EXERCISE AIM:
Every record must appear in your reply exactly as written.

[RECORDS SUPPLIED Boundary: Start]

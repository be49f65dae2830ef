//! A stack-based ECMAScript bytecode virtual machine for constrained
//! targets: compact tagged values, small-integer fast paths and a single
//! linear frame stack. It executes [`kestrel_middle::CodeUnit`]s produced by
//! an upstream compiler (or the builder in `kestrel_middle::builder`).

use kestrel_log::{debug, span, Level};
use kestrel_middle::{CodeFlags, CodeUnit};

use std::rc::Rc;

use crate::environment::EnvironmentHandle;
use crate::frame::{Frame, This};
use crate::object::ObjectHandle;
use crate::params::VmParams;
use crate::statics::Statics;
use crate::value::Value;

pub mod call;
pub mod context;
pub mod dispatch;
pub mod environment;
pub mod frame;
pub mod generator;
pub mod iterator;
#[cfg(feature = "lookup-cache")]
pub mod lcache;
mod macros;
pub mod object;
pub mod operations;
pub mod params;
pub mod statics;
pub mod value;

#[cfg(test)]
mod test;

pub use call::MAX_FRAME_STACK_SIZE;
pub use dispatch::Completion;

pub struct Vm {
    global: ObjectHandle,
    global_env: EnvironmentHandle,
    pub(crate) statics: Box<Statics>,
    pub(crate) params: VmParams,
    pub(crate) stop_counter: u32,
    /// Pending exception is an abort: it bypasses every catch handler.
    pub(crate) abort: bool,
    /// Set by the `DIRECT_EVAL` marker, consumed by the next call.
    pub(crate) direct_eval: bool,
    pub(crate) frame_depth: usize,
    #[cfg(feature = "lookup-cache")]
    pub(crate) lcache: lcache::LookupCache,
}

impl Vm {
    pub fn new(params: VmParams) -> Self {
        debug!("create vm");
        let global = ObjectHandle::ordinary();
        let global_env = EnvironmentHandle::new_object(None, global.clone(), false);
        let stop_counter = params.stop_frequency();
        Self {
            global,
            global_env,
            statics: Box::new(Statics::new()),
            params,
            stop_counter,
            abort: false,
            direct_eval: false,
            frame_depth: 0,
            #[cfg(feature = "lookup-cache")]
            lcache: lcache::LookupCache::default(),
        }
    }

    pub fn global(&self) -> ObjectHandle {
        self.global.clone()
    }

    pub fn global_env(&self) -> EnvironmentHandle {
        self.global_env.clone()
    }

    pub fn params(&self) -> &VmParams {
        &self.params
    }

    pub fn params_mut(&mut self) -> &mut VmParams {
        &mut self.params
    }

    pub fn statics(&self) -> &Statics {
        &self.statics
    }

    /// Whether the most recent call was flagged as a direct eval.
    pub fn take_direct_eval(&mut self) -> bool {
        std::mem::take(&mut self.direct_eval)
    }

    /// Drives a frame until it completes, yields, or fails, performing the
    /// deferred call operations the dispatch loop hands back.
    pub(crate) fn execute(&mut self, frame: &mut Frame) -> Result<Completion, Value> {
        let span = span!(Level::TRACE, "vm frame");
        let _entered = span.enter();

        loop {
            let completion = dispatch::vm_loop(self, frame)?;
            match completion {
                Completion::Defer => {
                    let operation = frame
                        .call_operation
                        .take()
                        .expect("deferred completion records an operation");
                    if let Err(exception) = call::perform(self, frame, operation) {
                        // Route the failure through the standard error path
                        // on re-entry.
                        frame.pending_throw = Some(exception);
                    }
                }
                other => return Ok(other),
            }
        }
    }

    /// Top-level entry: runs a code unit with an explicit `this` binding and
    /// lexical environment.
    pub fn run(
        &mut self,
        code: Rc<CodeUnit>,
        this: Value,
        env: EnvironmentHandle,
        args: &[Value],
    ) -> Result<Value, Value> {
        let env = if code.flags.contains(CodeFlags::HAS_LEXICAL_BLOCK) {
            EnvironmentHandle::new_declarative(Some(env), true)
        } else {
            env
        };
        let this = if this.is_nullish() {
            This::Default
        } else {
            This::Bound(this)
        };

        let mut frame = Frame::new(code, this, env);
        frame.init_exec(args);

        let result = self.execute(&mut frame).map(Completion::into_value);
        if result.is_err() {
            // A stop-callback abort ends here; the error surfaces normally.
            self.abort = false;
        }
        result
    }

    /// Runs a top-level script against the global object and scope.
    pub fn run_global(&mut self, code: Rc<CodeUnit>) -> Result<Value, Value> {
        let global = Value::Object(self.global.clone());
        let env = self.global_env.clone();
        self.run(code, global, env, &[])
    }

    /// Runs eval code. Direct eval receives the caller's lexical environment;
    /// indirect eval runs in the global scope.
    pub fn run_eval(
        &mut self,
        code: Rc<CodeUnit>,
        caller_env: Option<EnvironmentHandle>,
        direct: bool,
    ) -> Result<Value, Value> {
        let base = match caller_env {
            Some(env) if direct => env,
            _ => self.global_env.clone(),
        };
        // Eval code always gets its own declarative scope so sloppy-mode
        // `var`s hoist past it into the caller's variable scope.
        let env = EnvironmentHandle::new_declarative(Some(base), true);
        let mut frame = Frame::new(code, This::Default, env);
        frame.is_eval_code = true;
        frame.init_exec(&[]);
        let result = self.execute(&mut frame).map(Completion::into_value);
        if result.is_err() {
            self.abort = false;
        }
        result
    }

    /// Runs a module body in `env`. Module linkage (imports/exports) is the
    /// embedder's concern; the VM only provides the scope discipline.
    pub fn run_module(&mut self, code: Rc<CodeUnit>, env: EnvironmentHandle) -> Result<Value, Value> {
        debug_assert!(code.flags.contains(CodeFlags::MODULE));
        self.run(code, Value::Undefined, env, &[])
    }
}

impl std::fmt::Debug for Vm {
    fn fmt(&self, f: &mut std::fmt::Formatter<'_>) -> std::fmt::Result {
        f.write_str("Vm")
    }
}

impl Default for Vm {
    fn default() -> Self {
        Self::new(VmParams::default())
    }
}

[RECORDS SUPPLIED Boundary: End]

YOUR RESPONSE:
repository be49f65dae2830ef
//! A stack-based ECMAScript bytecode virtual machine for constrained
//! targets: compact tagged values, small-integer fast paths and a single
//! linear frame stack. It executes [`kestrel_middle::CodeUnit`]s produced by
//! an upstream compiler (or the builder in `kestrel_middle::builder`).

use kestrel_log::{debug, span, Level};
use kestrel_middle::{CodeFlags, CodeUnit};

use std::rc::Rc;

use crate::environment::EnvironmentHandle;
use crate::frame::{Frame, This};
use crate::object::ObjectHandle;
use crate::params::VmParams;
use crate::statics::Statics;
use crate::value::Value;

pub mod call;
pub mod context;
pub mod dispatch;
pub mod environment;
pub mod frame;
pub mod generator;
pub mod iterator;
#[cfg(feature = "lookup-cache")]
pub mod lcache;
mod macros;
pub mod object;
pub mod operations;
pub mod params;
pub mod statics;
pub mod value;

#[cfg(test)]
mod test;

pub use call::MAX_FRAME_STACK_SIZE;
pub use dispatch::Completion;

pub struct Vm {
    global: ObjectHandle,
    global_env: EnvironmentHandle,
    pub(crate) statics: Box<Statics>,
    pub(crate) params: VmParams,
    pub(crate) stop_counter: u32,
    /// Pending exception is an abort: it bypasses every catch handler.
    pub(crate) abort: bool,
    /// Set by the `DIRECT_EVAL` marker, consumed by the next call.
    pub(crate) direct_eval: bool,
    pub(crate) frame_depth: usize,
    #[cfg(feature = "lookup-cache")]
    pub(crate) lcache: lcache::LookupCache,
}

impl Vm {
    pub fn new(params: VmParams) -> Self {
        debug!("create vm");
        let global = ObjectHandle::ordinary();
        let global_env = EnvironmentHandle::new_object(None, global.clone(), false);
        let stop_counter = params.stop_frequency();
        Self {
            global,
            global_env,
            statics: Box::new(Statics::new()),
            params,
            stop_counter,
            abort: false,
            direct_eval: false,
            frame_depth: 0,
            #[cfg(feature = "lookup-cache")]
            lcache: lcache::LookupCache::default(),
        }
    }

    pub fn global(&self) -> ObjectHandle {
        self.global.clone()
    }

    pub fn global_env(&self) -> EnvironmentHandle {
        self.global_env.clone()
    }

    pub fn params(&self) -> &VmParams {
        &self.params
    }

    pub fn params_mut(&mut self) -> &mut VmParams {
        &mut self.params
    }

    pub fn statics(&self) -> &Statics {
        &self.statics
    }

    /// Whether the most recent call was flagged as a direct eval.
    pub fn take_direct_eval(&mut self) -> bool {
        std::mem::take(&mut self.direct_eval)
    }

    /// Drives a frame until it completes, yields, or fails, performing the
    /// deferred call operations the dispatch loop hands back.
    pub(crate) fn execute(&mut self, frame: &mut Frame) -> Result<Completion, Value> {
        let span = span!(Level::TRACE, "vm frame");
        let _entered = span.enter();

        loop {
            let completion = dispatch::vm_loop(self, frame)?;
            match completion {
                Completion::Defer => {
                    let operation = frame
                        .call_operation
                        .take()
                        .expect("deferred completion records an operation");
                    if let Err(exception) = call::perform(self, frame, operation) {
                        // Route the failure through the standard error path
                        // on re-entry.
                        frame.pending_throw = Some(exception);
                    }
                }
                other => return Ok(other),
            }
        }
    }

    /// Top-level entry: runs a code unit with an explicit `this` binding and
    /// lexical environment.
    pub fn run(
        &mut self,
        code: Rc<CodeUnit>,
        this: Value,
        env: EnvironmentHandle,
        args: &[Value],
    ) -> Result<Value, Value> {
        let env = if code.flags.contains(CodeFlags::HAS_LEXICAL_BLOCK) {
            EnvironmentHandle::new_declarative(Some(env), true)
        } else {
            env
        };
        let this = if this.is_nullish() {
            This::Default
        } else {
            This::Bound(this)
        };

        let mut frame = Frame::new(code, this, env);
        frame.init_exec(args);

        let result = self.execute(&mut frame).map(Completion::into_value);
        if result.is_err() {
            // A stop-callback abort ends here; the error surfaces normally.
            self.abort = false;
        }
        result
    }

    /// Runs a top-level script against the global object and scope.
    pub fn run_global(&mut self, code: Rc<CodeUnit>) -> Result<Value, Value> {
        let global = Value::Object(self.global.clone());
        let env = self.global_env.clone();
        self.run(code, global, env, &[])
    }

    /// Runs eval code. Direct eval receives the caller's lexical environment;
    /// indirect eval runs in the global scope.
    pub fn run_eval(
        &mut self,
        code: Rc<CodeUnit>,
        caller_env: Option<EnvironmentHandle>,
        direct: bool,
    ) -> Result<Value, Value> {
        let base = match caller_env {
            Some(env) if direct => env,
            _ => self.global_env.clone(),
        };
        // Eval code always gets its own declarative scope so sloppy-mode
        // `var`s hoist past it into the caller's variable scope.
        let env = EnvironmentHandle::new_declarative(Some(base), true);
        let mut frame = Frame::new(code, This::Default, env);
        frame.is_eval_code = true;
        frame.init_exec(&[]);
        let result = self.execute(&mut frame).map(Completion::into_value);
        if result.is_err() {
            self.abort = false;
        }
        result
    }

    /// Runs a module body in `env`. Module linkage (imports/exports) is the
    /// embedder's concern; the VM only provides the scope discipline.
    pub fn run_module(&mut self, code: Rc<CodeUnit>, env: EnvironmentHandle) -> Result<Value, Value> {
        debug_assert!(code.flags.contains(CodeFlags::MODULE));
        self.run(code, Value::Undefined, env, &[])
    }
}

impl std::fmt::Debug for Vm {
    fn fmt(&self, f: &mut std::fmt::Formatter<'_>) -> std::fmt::Result {
        f.write_str("Vm")
    }
}

impl Default for Vm {
    fn default() -> Self {
        Self::new(VmParams::default())
    }
}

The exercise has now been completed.